Exemption allowed subject to just exceptions.

Application stands disposed off.

FAO 81/2014 and CMs 4845/2014 (stay)

1. This first appeal is filed under Section 37 of the Arbitration and Conciliation Act, 1996 (hereinafter referred to as the Act) impugning the judgment of the court below dated 25.3.2013 which had dismissed the objections filed by the appellant/objector under Section 34 of the Act. The Award of the arbitrator dated 1.12.2011 decreed the petition filed by the respondent/claimant/landlord for possession and mesne profits. There is no dispute that the appellant is a tenant. The dispute was as to what is the rate of rent. Whereas the appellant contends that the rent was only Rs. 2,000/- per month; the respondent-landlord pleaded that the rate of rent was Rs. 4,500/- pm initially, and which was subsequently increased to Rs. 6,500/- p.m. This issue is relevant inasmuch if the rent is less than Rs. 3,500/- p.m., then a civil court or the arbitrator will not have jurisdiction and jurisdiction as regards eviction of tenant would have to be of the Rent Controller under the Delhi Rent Control Act, 1958.

2. The arbitrator in his detailed Award has given the following findings:

(i) The stand of the appellant/respondent/tenant that the lease agreement dated 1.5.1999 is forged and fabricated document because it does not bear the signatures of the appellant is a misconceived defence. The finding that the lease agreement does bear appellants/tenants signature is arrived at by reference to the report of a handwriting expert and in which report a finding is given that the lease agreement thus contained the signatures of the appellant/tenant.

(ii) Once the lease agreement is proved, it is also proved that at the time of commencement of the lease the rent was Rs. 4,500/- p.m. as stated in the lease agreement and consequently this takes away the jurisdiction of the Rent Controller under the Delhi Rent Control Act and a civil court or an arbitrator will have jurisdiction to decide the proceedings for possession and mesne profits.

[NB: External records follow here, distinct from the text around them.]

/// Bytes queued for the reliable stream
///
/// The connection loop hands [`unsent`](Self::unsent) to the socket and
/// reports progress with [`consume`](Self::consume).
#[derive(Debug, Default)]
pub struct OutStream {
    buf: BytesMut,
    sent: u64,
}

impl OutStream {
    pub fn new() -> Self {
        Self::default()
    }

    /// Everything ever queued, sent or not
    pub fn length(&self) -> u64 {
        self.sent + self.buf.len() as u64
    }

    /// Bytes queued but not yet accepted by the socket
    pub fn buffer_usage(&self) -> usize {
        self.buf.len()
    }

    pub fn unsent(&self) -> &[u8] {
        &self.buf
    }

    pub fn consume(&mut self, n: usize) {
        let n = n.min(self.buf.len());
        self.buf.advance(n);
        self.sent += n as u64;
    }

    pub fn mark(&self) -> usize {
        self.buf.len()
    }

    /// Drop everything written since `mark`
    pub fn rollback(&mut self, mark: usize) {
        self.buf.truncate(mark);
    }

    fn put_string(&mut self, s: &str) {
        self.buf.put_u32(s.len() as u32);
        self.buf.put_slice(s.as_bytes());
    }
}

/// The unreliable side channel, one datagram per flush
pub struct DatagramStream {
    buf: BytesMut,
    sink: Box<dyn DatagramSink>,
    sent: u64,
}

impl DatagramStream {
    pub fn new(sink: Box<dyn DatagramSink>) -> Self {
        Self {
            buf: BytesMut::new(),
            sink,
            sent: 0,
        }
    }

    pub fn flush(&mut self) -> Result<(), VncError> {
        if self.buf.is_empty() {
            return Ok(());
        }
        let datagram = self.buf.split().freeze();
        self.sent += datagram.len() as u64;
        self.sink.send(datagram)?;
        Ok(())
    }

    pub fn sent(&self) -> u64 {
        self.sent
    }
}

#[derive(Debug, Clone)]
struct ExtendedDesktopSizeMsg {
    reason: u16,
    result: u16,
    fb_width: i32,
    fb_height: i32,
    layout: ScreenSet,
}

/// Frames server messages
///
/// Pseudo rects are requested with the `write_*` helpers returning `bool`
/// (false when the client never asked for them) and emitted at the start of
/// the next framebuffer update.
#[derive(Default)]
pub struct UpdateWriter {
    os: OutStream,
    udp: Option<DatagramStream>,
    n_rects_in_update: usize,
    data_rects_in_update: usize,
    n_rects_in_header: usize,
    unknown_count: bool,
    in_update: bool,

    need_set_desktop_size: bool,
    need_extended_desktop_size: bool,
    extended_desktop_size_msgs: Vec<ExtendedDesktopSizeMsg>,
    need_set_desktop_name: bool,
    need_set_cursor: bool,
    need_set_xcursor: bool,
    need_set_cursor_with_alpha: bool,
    need_set_vmware_cursor: bool,
    need_cursor_pos: bool,
    need_led_state: bool,
    need_qemu_key_event: bool,
}
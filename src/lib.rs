//! # vncserver
//!
//! The server side of the RFB protocol, one async task per client.
//!
//! A [`VncServer`] holds the shared desktop: framebuffer, screen layout,
//! cursor and name. The embedding application draws into it and gets input
//! back through its [`Desktop`] implementation. Every client connection runs
//! the handshake, then follows desktop changes and decides on its own when
//! an update may be sent, paced by the client's requests, the frame rate
//! and the measured network congestion.
//!
//! Screens can be streamed as video, one stream per screen, when both the
//! client and an [`EncoderBackend`] support a codec. Everything else goes
//! out as CopyRect and Raw.

pub mod codec;
pub mod config;
pub mod desktop;
pub mod error;
pub mod event;
pub mod region;
pub mod screen;
pub mod server;

pub use codec::{Codec, EncoderBackend, SoftwareEncoder, VideoEncoder};
pub use config::*;
pub use desktop::*;
pub use error::*;
pub use event::*;
pub use region::{Point, Rect, Region};
pub use screen::{Screen, ScreenSet};
pub use server::{
    ClientId, ConnState, ServerBuilder, VncConnection, VncConnector, VncServer, VncState,
};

(iii) A civil case has to be decided on preponderance of probabilities, and therefore considering the entire evidence led by the parties, the respondents/landlords claim must succeed.

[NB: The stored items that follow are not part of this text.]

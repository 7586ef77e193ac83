use crate::region::Rect;

/// Highest screen id that can be multiplexed in a video update
pub const MAX_SCREEN_ID: u32 = 255;
pub const MAX_SCREENS: usize = 255;

/// Who caused a layout change, sent as the x field of ExtendedDesktopSize
pub const REASON_SERVER: u16 = 0;
pub const REASON_CLIENT: u16 = 1;
pub const REASON_OTHER_CLIENT: u16 = 2;

/// Outcome of a SetDesktopSize request, sent as the y field
pub const RESULT_SUCCESS: u16 = 0;
pub const RESULT_PROHIBITED: u16 = 1;
pub const RESULT_OUT_OF_RESOURCES: u16 = 2;
pub const RESULT_INVALID: u16 = 3;

/// One virtual monitor of the desktop
#[derive(Debug, Clone, Copy, PartialEq, Eq)]
pub struct Screen {
    pub id: u32,
    pub dimensions: Rect,
    pub flags: u32,
}

impl Screen {
    pub fn new(id: u32, x: i32, y: i32, width: i32, height: i32, flags: u32) -> Self {
        Self {
            id,
            dimensions: Rect::from_xywh(x, y, width, height),
            flags,
        }
    }
}

/// A complete screen configuration, kept ordered by screen id
#[derive(Debug, Clone, Default, PartialEq, Eq)]
pub struct ScreenSet {
    screens: Vec<Screen>,
}

impl From<Vec<Screen>> for ScreenSet {
    fn from(mut screens: Vec<Screen>) -> Self {
        screens.sort_by_key(|s| s.id);
        Self { screens }
    }
}

impl ScreenSet {
    pub fn new() -> Self {
        Self::default()
    }

    /// A layout with one screen covering the whole framebuffer
    pub fn single(width: i32, height: i32) -> Self {
        vec![Screen::new(0, 0, 0, width, height, 0)].into()
    }

    pub fn num_screens(&self) -> usize {
        self.screens.len()
    }

    pub fn iter(&self) -> std::slice::Iter<'_, Screen> {
        self.screens.iter()
    }

    pub fn add_screen(&mut self, screen: Screen) {
        let pos = self.screens.partition_point(|s| s.id <= screen.id);
        self.screens.insert(pos, screen);
    }

    pub fn remove_screen(&mut self, id: u32) {
        self.screens.retain(|s| s.id != id);
    }

    pub fn get(&self, id: u32) -> Option<&Screen> {
        self.screens.iter().find(|s| s.id == id)
    }

    /// Check the layout against a framebuffer of the given size
    pub fn validate(&self, fb_width: i32, fb_height: i32) -> bool {
        if self.screens.is_empty() || self.screens.len() > MAX_SCREENS {
            return false;
        }

        let fb_rect = Rect::from_xywh(0, 0, fb_width, fb_height);
        let mut last_id = None;
        for screen in &self.screens {
            if screen.id > MAX_SCREEN_ID {
                return false;
            }
            if screen.dimensions.is_empty() || !screen.dimensions.enclosed_by(&fb_rect) {
                return false;
            }
            // sorted, so a duplicate is always the direct predecessor
            if last_id == Some(screen.id) {
                return false;
            }
            last_id = Some(screen.id);
        }
        true
    }
}

impl<'a> IntoIterator for &'a ScreenSet {
    type Item = &'a Screen;
    type IntoIter = std::slice::Iter<'a, Screen>;

    fn into_iter(self) -> Self::IntoIter {
        self.screens.iter()
    }
}
#[cfg(test)]
mod tests {
    use super::*;
    use crate::server::writer::UNKNOWN_RECT_COUNT;
    use crate::PixelFormat;
    use std::sync::atomic::{AtomicUsize, Ordering};

    /// Sleeps a pseudo random time before producing a frame
    struct Sleepy {
        screen: Screen,
        sleep: u64,
    }

    impl VideoEncoder for Sleepy {
        fn codec(&self) -> Codec {
            Codec::H264
        }

        fn screen_id(&self) -> u8 {
            self.screen.id as u8
        }

        fn rect(&self) -> Rect {
            self.screen.dimensions
        }

        fn render(&mut self, _pb: &dyn PixelBuffer) -> Result<bool, VncError> {
            if self.sleep == u64::MAX {
                panic!("encoder crashed");
            }
            std::thread::sleep(Duration::from_millis(self.sleep));
            Ok(true)
        }

        fn write_rect(&mut self, out: &mut BytesMut) {
            out.put_u8(self.screen_id());
            out.put_u8(Codec::H264.msg_id());
            out.put_u8(1);
            out.put_u8(1);
            out.put_u8(0xaa);
        }

        fn write_solid_rect(
            &mut self,
            out: &mut BytesMut,
            _pf: &PixelFormat,
            _colour: u32,
        ) -> Result<(), VncError> {
            self.render(&ManagedPixelBuffer::new(0, 0, PixelFormat::bgra()))?;
            self.write_rect(out);
            Ok(())
        }

        fn request_key_frame(&mut self) {}
    }

    struct SleepyBackend {
        seed: AtomicUsize,
    }

    impl EncoderBackend for SleepyBackend {
        fn create(
            &self,
            _codec: Codec,
            screen: &Screen,
            _params: &EncoderParams,
        ) -> Result<Box<dyn VideoEncoder>, VncError> {
            let n = self.seed.fetch_add(7919, Ordering::Relaxed);
            Ok(Box::new(Sleepy {
                screen: *screen,
                sleep: (n % 23) as u64,
            }))
        }
    }

    /// Hands out encoders that blow up on screen 2
    struct FaultyBackend;

    impl EncoderBackend for FaultyBackend {
        fn create(
            &self,
            _codec: Codec,
            screen: &Screen,
            _params: &EncoderParams,
        ) -> Result<Box<dyn VideoEncoder>, VncError> {
            Ok(Box::new(Sleepy {
                screen: *screen,
                sleep: if screen.id == 2 { u64::MAX } else { 1 },
            }))
        }
    }

    /// Refuses everything
    struct NoBackend;

    impl EncoderBackend for NoBackend {
        fn create(
            &self,
            codec: Codec,
            _screen: &Screen,
            _params: &EncoderParams,
        ) -> Result<Box<dyn VideoEncoder>, VncError> {
            Err(VncError::EncoderUnavailable(codec.name().to_string()))
        }
    }

    fn layout(n: u32) -> ScreenSet {
        (0..n)
            .map(|i| Screen::new(n - 1 - i, i as i32 * 64, 0, 64, 32, 0))
            .collect::<Vec<_>>()
            .into()
    }

    fn params() -> ClientParams {
        ClientParams::new(64 * 4, 32, layout(4), PixelFormat::bgra(), "test")
    }

    fn dispatcher(codec: Codec, backend: Option<Arc<dyn EncoderBackend>>) -> EncodeDispatcher {
        EncodeDispatcher::new(
            codec,
            EncoderParams::default(),
            backend,
            Arc::new(Semaphore::new(3)),
        )
    }

    fn screen_ids_on_wire(out: &[u8]) -> Vec<u8> {
        // skip the 4 byte update header, every rect is 12 + 5 bytes
        out[4..]
            .chunks(17)
            .filter(|c| c.len() == 17)
            .map(|c| c[12])
            .collect()
    }

    #[tokio::test(flavor = "multi_thread", worker_threads = 4)]
    async fn screens_are_written_in_id_order() {
        let backend: Arc<dyn EncoderBackend> = Arc::new(SleepyBackend {
            seed: AtomicUsize::new(11),
        });
        let mut dispatcher = dispatcher(Codec::H264, Some(backend));
        dispatcher.sync_layout(&layout(4));
        let pb = ManagedPixelBuffer::new(256, 32, PixelFormat::bgra());
        let cp = params();

        for _ in 0..5 {
            dispatcher.mark_all_dirty();
            let jobs = dispatcher.snapshot(&pb, None).unwrap();
            assert_eq!(jobs.len(), 4);
            let mut writer = UpdateWriter::new();
            writer
                .write_framebuffer_update_start(&cp, UNKNOWN_RECT_COUNT)
                .unwrap();
            let stats = dispatcher.encode(jobs, &mut writer, &cp).await.unwrap();
            writer.write_framebuffer_update_end(&cp).unwrap();
            assert_eq!(stats.rects, 4);
            assert_eq!(screen_ids_on_wire(writer.os().unsent()), vec![0, 1, 2, 3]);
            for id in 0..4 {
                assert!(dispatcher.has_encoder(id));
            }
        }
    }

    #[tokio::test]
    async fn layout_changes_rebuild_encoders() {
        let mut dispatcher = dispatcher(Codec::Zlib, None);
        dispatcher.sync_layout(&layout(2));
        assert_eq!(dispatcher.dirty_ids(), vec![0, 1]);
        let pb = ManagedPixelBuffer::new(128, 32, PixelFormat::bgra());
        let jobs = dispatcher.snapshot(&pb, None).unwrap();
        let cp = ClientParams::new(128, 32, layout(2), PixelFormat::bgra(), "test");
        let mut writer = UpdateWriter::new();
        writer
            .write_framebuffer_update_start(&cp, UNKNOWN_RECT_COUNT)
            .unwrap();
        dispatcher.encode(jobs, &mut writer, &cp).await.unwrap();
        assert!(dispatcher.dirty_ids().is_empty());

        // damage only touches screen 0 (at x 64..128)
        assert_eq!(dispatcher.mark_dirty(&Rect::new(70, 0, 80, 10).into()), 1);
        assert_eq!(dispatcher.dirty_ids(), vec![0]);

        // screen 1 moves, screen 0 goes away
        let moved: ScreenSet = vec![Screen::new(1, 0, 0, 32, 32, 0)].into();
        dispatcher.sync_layout(&moved);
        assert_eq!(dispatcher.screen_ids(), vec![1]);
        assert!(!dispatcher.has_encoder(1));
        assert_eq!(dispatcher.dirty_ids(), vec![1]);
    }

    #[test]
    fn unchanged_screens_keep_their_encoder() {
        let mut dispatcher = dispatcher(Codec::Zlib, None);
        dispatcher.sync_layout(&layout(1));
        let pb = ManagedPixelBuffer::new(64, 32, PixelFormat::bgra());
        let jobs = dispatcher.snapshot(&pb, None).unwrap();
        assert_eq!(jobs.len(), 1);
        let result = encode_screen(jobs.into_iter().next().unwrap());
        // a black screen is solid, sent as a key frame
        let payload = result.payload.unwrap();
        assert_eq!(&payload[..3], &[0, Codec::Zlib.msg_id(), 1]);
        assert!(result.encoder.is_some());
    }

    #[test]
    fn cursor_is_composited_into_snapshots() {
        let mut dispatcher = dispatcher(Codec::Zlib, None);
        dispatcher.sync_layout(&vec![Screen::new(0, 4, 4, 8, 8, 0)].into());
        let pb = ManagedPixelBuffer::new(16, 16, PixelFormat::bgra());
        let cursor = Cursor::new(1, 1, Point::new(0, 0), vec![255, 255, 255, 255]).unwrap();
        let jobs = dispatcher.snapshot(&pb, Some((&cursor, Point::new(5, 6)))).unwrap();
        assert_eq!(jobs[0].pixels.get_pixel(Point::new(1, 2)), Some(0x00ff_ffff));
        assert_eq!(jobs[0].pixels.get_pixel(Point::new(0, 0)), Some(0));
    }

    #[tokio::test(flavor = "multi_thread", worker_threads = 2)]
    async fn crashed_encode_keeps_the_rect_count() {
        let mut dispatcher = dispatcher(Codec::H264, Some(Arc::new(FaultyBackend)));
        dispatcher.sync_layout(&layout(4));
        let pb = ManagedPixelBuffer::new(256, 32, PixelFormat::bgra());
        let cp = params();

        let jobs = dispatcher.snapshot(&pb, None).unwrap();
        let mut writer = UpdateWriter::new();
        writer.write_framebuffer_update_start(&cp, 4).unwrap();
        let stats = dispatcher.encode(jobs, &mut writer, &cp).await.unwrap();
        // the announced count is still met
        writer.write_framebuffer_update_end(&cp).unwrap();
        assert_eq!(stats.rects, 4);

        let out = writer.os().unsent();
        let mut pos = 4;
        let mut seen = Vec::new();
        while pos < out.len() {
            let body = &out[pos + 12..];
            let id = body[0];
            let len = if body[1] == MSG_SKIP { 2 } else { 5 };
            seen.push((id, body[1] == MSG_SKIP));
            pos += 12 + len;
        }
        assert_eq!(pos, out.len());
        assert_eq!(seen, vec![(0, false), (1, false), (2, true), (3, false)]);
        assert!(!dispatcher.has_encoder(2));
        assert_eq!(dispatcher.dirty_ids(), vec![2]);
    }

    #[test]
    fn missing_encoder_is_reported() {
        let mut dispatcher = dispatcher(Codec::H264, Some(Arc::new(NoBackend)));
        dispatcher.sync_layout(&layout(2));
        let pb = ManagedPixelBuffer::new(128, 32, PixelFormat::bgra());
        assert!(matches!(
            dispatcher.snapshot(&pb, None),
            Err(VncError::EncoderUnavailable(_))
        ));
    }
}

3. Learned senior counsel for the appellant very emphatically argued two aspects for setting aside of the Award. Both the aspects pertain to lack of jurisdiction of the arbitrator in deciding the disputes. Firstly it is argued that the arbitrator could not decide disputes pertaining to the subject of fraud and forgery because such issues can only be decided by the civil courts and not by arbitrators. The second aspect urging lack of jurisdiction of the arbitrator is that the lease agreement was for a limited period and the arbitration clause contained therein hence stood expired after the period as stated in the lease agreement and in any case the clause can only be qua the disputes within the period of the lease agreement and not for the period beyond the same.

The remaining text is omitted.